It seems hard to come up with an argument showing that one always reaches the number 1. The sequence seems to behave quite erratic.
For instance, for  27 we get the following sequence.
27, 82, 41, 124, 62, 31, 94, 47, 142, 71, 214, 107, 322, 161, 484, 242, 121, 364, 182, 91, 274, 137, 412, 206, 103, 310, 155, 466, 233, 700, 350, 175, 526, 263, 790, 395, 1186, 593, 1780, 890, 445, 1336, 668, 334, 167, 502, 251, 754, 377, 1132, 566, 283, 850, 425, 1276, 638, 319, 958, 479, 1438, 719, 2158, 1079, 3238, 1619, 4858, 2429, 7288, 3644, 1822, 911, 2734, 1367, 4102, 2051, 6154,
3077, 9232, 4616, 2308, 1154, 577, 1732, 866, 433, 1300, 650, 325, 976, 488, 244, 122, 61, 184, 92, 46, 23, 70, 35, 106, 53, 160, 80, 40, 20, 10, 5, 16, 8, 4, 2, 1.

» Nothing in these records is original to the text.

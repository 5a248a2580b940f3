//! Agent loop (C10, spec §4.10).
//!
//! The outer driver: render a prompt, call the LLM, parse its response into
//! an [`Action`], hand it to the C8 step executor, and decide whether to
//! keep going. Grounded in the teacher's `Agent::run` (`agent.rs`) turn loop
//! — steering checks and a bounded iteration count around a single-threaded
//! call/dispatch cycle — generalized here to the six-action dispatch table
//! and the two agent kinds the spec distinguishes (interactive vs.
//! autonomous) instead of the teacher's single text-or-tool-call turn.

use std::sync::Arc;
use std::time::Duration;

use async_trait::async_trait;
use serde_json::Value;
use tokio::time::Instant;
use tracing::warn;
use wukong_core::tool::registry::ToolRegistry;
use wukong_core::StopController;
use wukong_foundation::{
    events, Action, AgentKind, EventBus, KnowledgeAdapter, KnowledgeHit, LlmAdapter, LlmCallOptions,
    LoopConfig, Result, Session, SessionStatus, StepListFilter, StepStatus, StorageAdapter,
    TaskResult, TaskStatus,
};

use crate::parser::ResponseParser;
use crate::prompt::{PromptBuilder, PromptInput};
use crate::step_executor::{build_tool_call_from, StepExecutor};

/// Gate for the interactive loop: called after a `CallTool`/`CallToolsParallel`
/// step (or any step that asked to wait for the user) to decide whether the
/// loop keeps going (spec §4.10: "interactive variant — confirmation gate").
#[async_trait]
pub trait ConfirmationHandler: Send + Sync {
    async fn confirm(&self, tool_call: &Value) -> bool;
}

/// C10. Owns the pieces a single session run needs: prompt rendering, the
/// LLM call, response parsing, and dispatch through the C8 step executor.
/// The stop controller is passed in per-run rather than owned here, since it
/// is session-local state the caller (session manager) already tracks
/// (spec §9 "Global state").
pub struct AgentLoop {
    storage: Arc<dyn StorageAdapter>,
    bus: Arc<EventBus>,
    llm: Arc<dyn LlmAdapter>,
    knowledge: Option<Arc<dyn KnowledgeAdapter>>,
    registry: Arc<ToolRegistry>,
    step_executor: Arc<StepExecutor>,
    config: LoopConfig,
}

impl AgentLoop {
    pub fn new(
        storage: Arc<dyn StorageAdapter>,
        bus: Arc<EventBus>,
        llm: Arc<dyn LlmAdapter>,
        registry: Arc<ToolRegistry>,
        step_executor: Arc<StepExecutor>,
        config: LoopConfig,
    ) -> Self {
        Self { storage, bus, llm, knowledge: None, registry, step_executor, config }
    }

    pub fn with_knowledge(mut self, knowledge: Arc<dyn KnowledgeAdapter>) -> Self {
        self.knowledge = Some(knowledge);
        self
    }

    /// Autonomous variant: no user confirmation between steps; searches the
    /// knowledge base once, on the first step, before the first LLM call
    /// (spec §4.10 "autonomous variant").
    pub async fn run_autonomous(&self, session: Session, stop: Arc<StopController>) -> Result<TaskResult> {
        self.run(session, stop, None).await
    }

    /// Interactive variant: after every `CallTool`/`CallToolsParallel` step
    /// (or any step that asked to wait for the user), `handler.confirm` is
    /// consulted; declining pauses the session (spec §4.10 "interactive
    /// variant").
    pub async fn run_interactive(
        &self,
        session: Session,
        stop: Arc<StopController>,
        handler: Arc<dyn ConfirmationHandler>,
    ) -> Result<TaskResult> {
        self.run(session, stop, Some(handler)).await
    }

    async fn run(
        &self,
        mut session: Session,
        stop: Arc<StopController>,
        confirmation: Option<Arc<dyn ConfirmationHandler>>,
    ) -> Result<TaskResult> {
        stop.reset();
        self.bus.publish(events::task::started(&session.id.to_string())).await;

        let deadline = Instant::now() + Duration::from_secs(self.config.task_timeout_secs);
        let mut steps_executed: u32 = 0;
        let mut final_result: Option<String> = None;
        let mut knowledge_hits: Vec<KnowledgeHit> = Vec::new();

        loop {
            if Instant::now() >= deadline {
                self.bus.publish(events::task::timeout(&session.id.to_string())).await;
                return Ok(self.finish_as(&mut session, TaskStatus::Timeout, steps_executed, final_result, None, &stop).await?);
            }
            if steps_executed >= self.config.max_steps {
                self.bus.publish(events::task::max_steps_reached(&session.id.to_string())).await;
                return Ok(self
                    .finish_as(
                        &mut session,
                        TaskStatus::Failed,
                        steps_executed,
                        final_result,
                        Some("max steps reached".to_string()),
                        &stop,
                    )
                    .await?);
            }

            if steps_executed == 0 && session.agent_kind == AgentKind::Autonomous {
                knowledge_hits = self.search_knowledge(&session).await;
            }

            let prompt = self.render_prompt(&session, &knowledge_hits).await?;

            self.bus.publish(events::llm::started(&session.id.to_string())).await;
            let llm_response = match self.llm.call(&prompt, &LlmCallOptions::default()).await {
                Ok(response) => response,
                Err(e) => {
                    self.bus.publish(events::llm::error(&session.id.to_string(), &e.to_string())).await;
                    return Ok(self
                        .finish_as(&mut session, TaskStatus::Failed, steps_executed, final_result, Some(e.to_string()), &stop)
                        .await?);
                }
            };
            self.bus.publish(events::llm::complete(&session.id.to_string())).await;

            let action = match ResponseParser::parse(&llm_response.text) {
                Ok(action) => action,
                Err(e) => {
                    return Ok(self
                        .finish_as(&mut session, TaskStatus::Failed, steps_executed, final_result, Some(e.to_string()), &stop)
                        .await?);
                }
            };
            let is_finish = matches!(action, Action::Finish { .. });

            let outcome = self.step_executor.execute(&session, action, Some(prompt), Some(llm_response.text)).await?;
            steps_executed += 1;
            self.bus.publish(events::progress::updated(&session.id.to_string(), steps_executed)).await;
            stop.update_state(session.id, steps_executed as u64, Some(outcome.step.id), outcome.step.result.clone());

            if is_finish {
                if let Some(result) = &outcome.step.result {
                    final_result = result.get("finalResult").and_then(Value::as_str).map(str::to_string);
                }
                self.bus.publish(events::task::completed(&session.id.to_string())).await;
                return Ok(self.finish_as(&mut session, TaskStatus::Completed, steps_executed, final_result, None, &stop).await?);
            }

            if outcome.step.status == StepStatus::Failed && !outcome.should_continue {
                let error = outcome.step.error.clone();
                self.bus
                    .publish(events::task::failed(&session.id.to_string(), error.as_deref().unwrap_or("")))
                    .await;
                return Ok(self.finish_as(&mut session, TaskStatus::Failed, steps_executed, final_result, error, &stop).await?);
            }

            if let Some(handler) = &confirmation {
                let needs_confirmation = outcome.wait_for_user
                    || matches!(outcome.step.action, Action::CallTool { .. } | Action::CallToolsParallel { .. });
                if needs_confirmation {
                    let tool_call = build_tool_call_from(&outcome.step)
                        .unwrap_or_else(|| serde_json::json!({"action": outcome.step.action.kind_name()}));
                    if !handler.confirm(&tool_call).await {
                        return Ok(self
                            .finish_as(&mut session, TaskStatus::Stopped, steps_executed, final_result, None, &stop)
                            .await?);
                    }
                }
            } else if outcome.wait_for_user {
                return Ok(self
                    .finish_as(&mut session, TaskStatus::Stopped, steps_executed, final_result, None, &stop)
                    .await?);
            }

            // Spec §9 open question: the loop confirms any pending stop
            // unconditionally after every successful step, so a graceful
            // stop request always takes effect immediately after the step
            // in progress when it was issued (see `StopController`, DESIGN.md).
            stop.confirm_stop();
            if stop.should_stop() {
                self.bus.publish(events::task::stopped(&session.id.to_string())).await;
                return Ok(self
                    .finish_as(&mut session, TaskStatus::Stopped, steps_executed, final_result, None, &stop)
                    .await?);
            }
        }
    }

    async fn search_knowledge(&self, session: &Session) -> Vec<KnowledgeHit> {
        let Some(knowledge) = &self.knowledge else { return Vec::new() };
        self.bus.publish(events::knowledge::searching(&session.id.to_string())).await;
        match knowledge.search(&session.goal, self.config.knowledge_top_k).await {
            Ok(hits) => {
                self.bus.publish(events::knowledge::found(&session.id.to_string(), hits.len())).await;
                hits
            }
            Err(e) => {
                warn!(session = %session.id, error = %e, "knowledge search failed, continuing without it");
                self.bus.publish(events::knowledge::error(&session.id.to_string(), &e.to_string())).await;
                Vec::new()
            }
        }
    }

    async fn render_prompt(&self, session: &Session, knowledge: &[KnowledgeHit]) -> Result<String> {
        let steps = self.storage.list_steps(session.id, StepListFilter { include_discarded: false }).await?;
        let history: Vec<_> = steps.iter().map(PromptBuilder::history_entry).collect();
        let tool_schemas = self.registry.schemas_for_prompt();
        let input = PromptInput {
            goal: &session.goal,
            tool_schemas: &tool_schemas,
            history: &history,
            knowledge,
            agent_kind: session.agent_kind,
            auto_run: matches!(session.agent_kind, AgentKind::Autonomous),
        };
        Ok(PromptBuilder::build(&input))
    }

    /// Persists the session's terminal status and assembles the
    /// `TaskResult` (spec §4.10 end-of-loop, §8 "Resume eligibility").
    async fn finish_as(
        &self,
        session: &mut Session,
        status: TaskStatus,
        steps_executed: u32,
        final_result: Option<String>,
        error: Option<String>,
        stop: &StopController,
    ) -> Result<TaskResult> {
        session.status = match status {
            TaskStatus::Completed => SessionStatus::Completed,
            TaskStatus::Failed => SessionStatus::Failed,
            TaskStatus::Stopped | TaskStatus::Timeout => SessionStatus::Stopped,
        };
        session.is_running = false;
        session.updated_at = chrono::Utc::now();
        self.storage.update_session(session.clone()).await?;

        let can_resume = matches!(status, TaskStatus::Stopped | TaskStatus::Timeout) && stop.get_stop_state().can_resume;
        Ok(TaskResult { status, steps_executed, final_result, error, can_resume })
    }
}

Actually, it is a famous open (meaning unsolved) problem to prove that for every n, eventually the number 1 is reached. This problem is known as: Collatz' problem. Therefore, it could be the case that for some n the sequence can go on for ever and ever without ever reaching 1.

So, we cannot be sure that the evaluation of steps n terminates for every n.

When defining recursive functions it is important to make sure that they do terminate.
In this course we show how one can make sure only to define terminating recursive functions.